Mohammad Farooq, 28, from Leeds, was arrested outside St James’s Hospital in the city with a pressure cooker bomb - designed to be doubly as powerful as those used by the Boston Marathon bombers in 2013.

Sheffield Crown Court heard how Farooq had immersed himself in an “extremist Islamic ideology” and went to the hospital to “seek his own martyrdom” through a “murderous terrorist attack”.

He was stopped by a patient who was outside having a cigarette and managed to talk him down, jurors were told.

Prosecutors said Farooq had originally intended to attack RAF Menwith Hill - a North Yorkshire military base used by the US that had been identified as a target by Isis.

When he thought that was not possible, Farooq then switched to the “softer and less well-protected target” of St James’s Hospital in the early hours of January 20 last year.
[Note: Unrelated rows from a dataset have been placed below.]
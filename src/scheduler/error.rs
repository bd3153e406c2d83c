//! Error types for the scheduler module

use std::fmt;

use crate::storage::StoreError;

/// Result type for scheduler operations
pub type SchedulerResult<T> = Result<T, SchedulerError>;

/// Scheduler-specific errors
#[derive(Debug)]
pub enum SchedulerError {
    /// Invalid hour value (must be 0-24)
    InvalidHour { hour: u32 },

    /// Window start is not before window end
    InvalidWindow { start_hour: u32, end_hour: u32 },

    /// Negative booking lead
    InvalidLeadDays { days: i64 },

    /// UTC offset outside the representable range
    InvalidTimezone { offset_hours: i32 },

    /// Tick interval of zero
    InvalidTickInterval,

    /// Reservation store failure
    StoreError { operation: String, reason: String },

    /// `start` was called while the loop is already running
    AlreadyRunning,
}

impl fmt::Display for SchedulerError {
    fn fmt(&self, f: &mut fmt::Formatter<'_>) -> fmt::Result {
        match self {
            Self::InvalidHour { hour } => {
                write!(f, "Invalid hour '{}'. Must be 0-24", hour)
            }
            Self::InvalidWindow {
                start_hour,
                end_hour,
            } => {
                write!(
                    f,
                    "Invalid booking window {}..{}: start must be before end",
                    start_hour, end_hour
                )
            }
            Self::InvalidLeadDays { days } => {
                write!(f, "Invalid lead days '{}'. Must not be negative", days)
            }
            Self::InvalidTimezone { offset_hours } => {
                write!(f, "Invalid UTC offset: {:+} hours", offset_hours)
            }
            Self::InvalidTickInterval => {
                write!(f, "Tick interval must be greater than zero")
            }
            Self::StoreError { operation, reason } => {
                write!(f, "Store error during '{}': {}", operation, reason)
            }
            Self::AlreadyRunning => {
                write!(f, "Reserver loop is already running")
            }
        }
    }
}

impl std::error::Error for SchedulerError {}

impl SchedulerError {
    /// Wrap a store failure with the operation that hit it
    pub fn store(operation: &str, err: StoreError) -> Self {
        Self::StoreError {
            operation: operation.to_string(),
            reason: err.to_string(),
        }
    }

    /// Whether the loop can keep ticking after this error
    pub fn is_recoverable(&self) -> bool {
        matches!(self, Self::StoreError { .. })
    }
}

#[cfg(test)]
mod tests {
    use super::*;

    #[test]
    fn test_display() {
        let err = SchedulerError::InvalidWindow {
            start_hour: 21,
            end_hour: 10,
        };
        assert_eq!(
            err.to_string(),
            "Invalid booking window 21..10: start must be before end"
        );

        let err = SchedulerError::InvalidTimezone { offset_hours: 30 };
        assert_eq!(err.to_string(), "Invalid UTC offset: +30 hours");
    }

    #[test]
    fn test_store_error_is_recoverable() {
        let err = SchedulerError::store("list_pending", StoreError::LockPoisoned);
        assert!(err.is_recoverable());
        assert!(err.to_string().contains("list_pending"));
        assert!(!SchedulerError::AlreadyRunning.is_recoverable());
    }
}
The 28-year-old was a clinical support worker at the hospital, and held a “secondary motive” for choosing it: grievances against several of his former colleagues - against whom he had been conducting a “poison pen” campaign, the court heard.

Farooq denied preparing terrorist acts - and defence counsel Gul Nawaz Hussain KC told jurors he was not an extremist but a “troubled man” who was motivated by “deep rooted anger and grievance” towards his colleagues.

On Tuesday, a jury convicted him of the offence after deliberating for fewer than two hours.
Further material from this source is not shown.